----- Extracted material
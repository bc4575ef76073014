/// 一维无迹卡尔曼滤波器 (UKF) - 用于平滑每个信标的距离估计
///
/// 通过 sigma 点传播均值与方差。状态转移为随机游走（扫描间隔内距离变化缓慢），
/// 观测模型为单位映射；sigma 点框架保留了替换为非线性模型的能力。
///
/// 滤波器本身不持有状态：`update` 接收显式的 `(x, P)` 并返回新状态，
/// 状态由注册表唯一持有和写回。

use crate::error::{EstimationError, Result};
use serde::{Deserialize, Serialize};

/// 状态维度
const STATE_DIM: f64 = 1.0;

/// 单个信标的滤波状态
#[derive(Clone, Copy, Debug, PartialEq, Serialize, Deserialize)]
pub struct FilterState {
    /// 距离估计（米）
    pub x: f64,
    /// 估计协方差
    pub p: f64,
}

impl FilterState {
    /// 以均值和协方差创建状态
    pub fn new(x: f64, p: f64) -> Self {
        FilterState { x, p }
    }
}

/// UKF 参数
#[derive(Clone, Copy, Debug, PartialEq, Serialize, Deserialize)]
#[serde(default)]
pub struct UkfParams {
    /// 过程噪声 Q
    pub q: f64,
    /// 测量噪声 R
    pub r: f64,
    /// sigma 点扩散参数（通常很小，例如 1e-3）
    pub alpha: f64,
    /// 先验分布形状修正（高斯分布取 2.0）
    pub beta: f64,
    /// 次级缩放参数（通常为 0）
    pub kappa: f64,
}

impl UkfParams {
    /// 指定噪声参数，其余取默认值
    pub fn new(q: f64, r: f64) -> Self {
        UkfParams {
            q,
            r,
            ..Default::default()
        }
    }

    /// 验证参数：噪声为正，alpha 为正，L + kappa 为正
    pub fn validate(&self) -> Result<()> {
        if !(self.q > 0.0 && self.q.is_finite()) || !(self.r > 0.0 && self.r.is_finite()) {
            return Err(EstimationError::InvalidConfig(format!(
                "UKF 噪声参数必须为正: q={}, r={}",
                self.q, self.r
            )));
        }
        if !(self.alpha > 0.0 && self.alpha.is_finite()) {
            return Err(EstimationError::InvalidConfig(format!(
                "UKF alpha 必须为正: {}",
                self.alpha
            )));
        }
        if !self.beta.is_finite() || !(STATE_DIM + self.kappa > 0.0) {
            return Err(EstimationError::InvalidConfig(format!(
                "UKF beta/kappa 不合法: beta={}, kappa={}",
                self.beta, self.kappa
            )));
        }
        Ok(())
    }
}

impl Default for UkfParams {
    fn default() -> Self {
        UkfParams {
            q: 0.1,
            r: 0.5,
            alpha: 1e-3,
            beta: 2.0,
            kappa: 0.0,
        }
    }
}

/// 单步更新的中间量，便于调试与日志
#[derive(Clone, Copy, Debug)]
pub struct UkfStep {
    /// 更新后的状态
    pub state: FilterState,
    /// 预测测量 ẑ
    pub predicted_measurement: f64,
    /// 新息 z - ẑ
    pub innovation: f64,
    /// 新息协方差 S
    pub innovation_cov: f64,
    /// 卡尔曼增益 K
    pub gain: f64,
}

/// 无迹卡尔曼滤波器（无状态，仅持有参数）
#[derive(Clone, Copy, Debug)]
pub struct UnscentedDistanceFilter {
    params: UkfParams,
}

impl UnscentedDistanceFilter {
    /// 创建滤波器，参数不合法时返回配置错误
    pub fn new(params: UkfParams) -> Result<Self> {
        params.validate()?;
        Ok(Self { params })
    }

    /// 滤波器参数
    pub fn params(&self) -> &UkfParams {
        &self.params
    }

    /// 用测量 `z` 更新状态，返回新状态
    pub fn update(&self, state: FilterState, z: f64) -> Result<FilterState> {
        self.step(state, z).map(|step| step.state)
    }

    /// 完整的预测 + 更新步骤，附带中间量
    pub fn step(&self, state: FilterState, z: f64) -> Result<UkfStep> {
        let UkfParams {
            q,
            r,
            alpha,
            beta,
            kappa,
        } = self.params;
        let n = STATE_DIM;

        // 1. 预测（随机游走）
        let x_pred = state.x;
        let p_pred = state.p + q;

        // 2. 缩放参数
        let lambda = alpha * alpha * (n + kappa) - n;
        let c = n + lambda;

        // 3. Sigma 点
        let spread_sq = c * p_pred;
        if spread_sq < 0.0 || spread_sq.is_nan() {
            return Err(EstimationError::NegativeSigmaSpread(spread_sq));
        }
        let spread = spread_sq.sqrt();
        let sigma_points = [x_pred, x_pred + spread, x_pred - spread];

        // 4. 权重
        let w_m0 = lambda / c;
        let w_c0 = w_m0 + (1.0 - alpha * alpha + beta);
        let w_i = 1.0 / (2.0 * c);
        let weights_mean = [w_m0, w_i, w_i];
        let weights_cov = [w_c0, w_i, w_i];

        // 5. 预测测量（单位观测模型）
        let z_pred: f64 = sigma_points
            .iter()
            .zip(weights_mean.iter())
            .map(|(sp, w)| w * sp)
            .sum();

        // 6. 新息协方差与互协方差
        let mut s = r;
        let mut cross = 0.0;
        for (sp, w) in sigma_points.iter().zip(weights_cov.iter()) {
            let dz = sp - z_pred;
            s += w * dz * dz;
            cross += w * (sp - x_pred) * dz;
        }

        if s == 0.0 || !s.is_finite() {
            return Err(EstimationError::ZeroInnovationCovariance(s));
        }

        // 7. 增益
        let k = cross / s;

        // 8. 更新
        let innovation = z - z_pred;
        let x = x_pred + k * innovation;
        let p = p_pred - k * s * k;

        Ok(UkfStep {
            state: FilterState { x, p },
            predicted_measurement: z_pred,
            innovation,
            innovation_cov: s,
            gain: k,
        })
    }
}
----------
__Exercise goal__
Across the lines of the material above, tally those holding the word "Result" and state the number by itself.

__Response area__
5